The proposed noncontact multimodal imaging technique is used to determine the dynamic changes in physiology, such as blood speed, hemoglobin concentration, oxygenation, and blood volume. To apply this system in the medical field, real-time functioning of the entire system is required, including real-time data acquisition, processing, and visualization. Recently, the speed of the entire system has increased owing to the high speed of the light source and detection system, making it possible to achieve real-time systems. Moreover, effective visualization techniques using various image processing techniques can be studied to effectively apply the proposed multimodal imaging technique in clinical practice. If real-time system implementation and image processing techniques for multi-contrast images are developed, it can be applied in real-time image-guided diagnosis and surgery.

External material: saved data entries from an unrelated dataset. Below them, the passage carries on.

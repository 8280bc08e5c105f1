//! Sheet state and logic (UI-agnostic).

mod eval;
mod ops;
mod state;

pub use eval::{CYCLE_DISPLAY, ERROR_DISPLAY};
pub use state::Sheet;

When considering the advantages of the noncontact optoacoustic fluorescence fusion imaging technology proposed by this research team (direct coupling, simple system configuration, noncontact, optical fiber-based configuration), we expect the development of a new type of multifunctional integrated imaging technology. Furthermore, if the multi-contrast imaging through photoacoustic/fluorescence techniques is integrated with minimally invasive endoscopes or surgical imaging systems that require continuous technological developments, it is expected to demonstrate a more accurate diagnostic potential for diseases.

5. Conclusions

For a noncontact photoacoustic and fluorescence dual-modality imaging system, we integrated a fiber-based FLI system with ncPAI using a specially fabricated DCF coupler. The unique fiber-based design of the DCF coupler could combine and separate the lights of two imaging systems (photoacoustic and fluorescence), and we proved the feasibility of this new noncontact multimodal imaging system by simultaneously acquiring the photoacoustic and fluorescence images of the simple phantom, which shows that varied and complementary information regarding a sample can be obtained.

With this multimodal imaging capability, we expect that the proposed method can simultaneously provide functional and structural information of biological tissues and can be applied as a minimally invasive and improved diagnostic tool in medical diagnosis as well.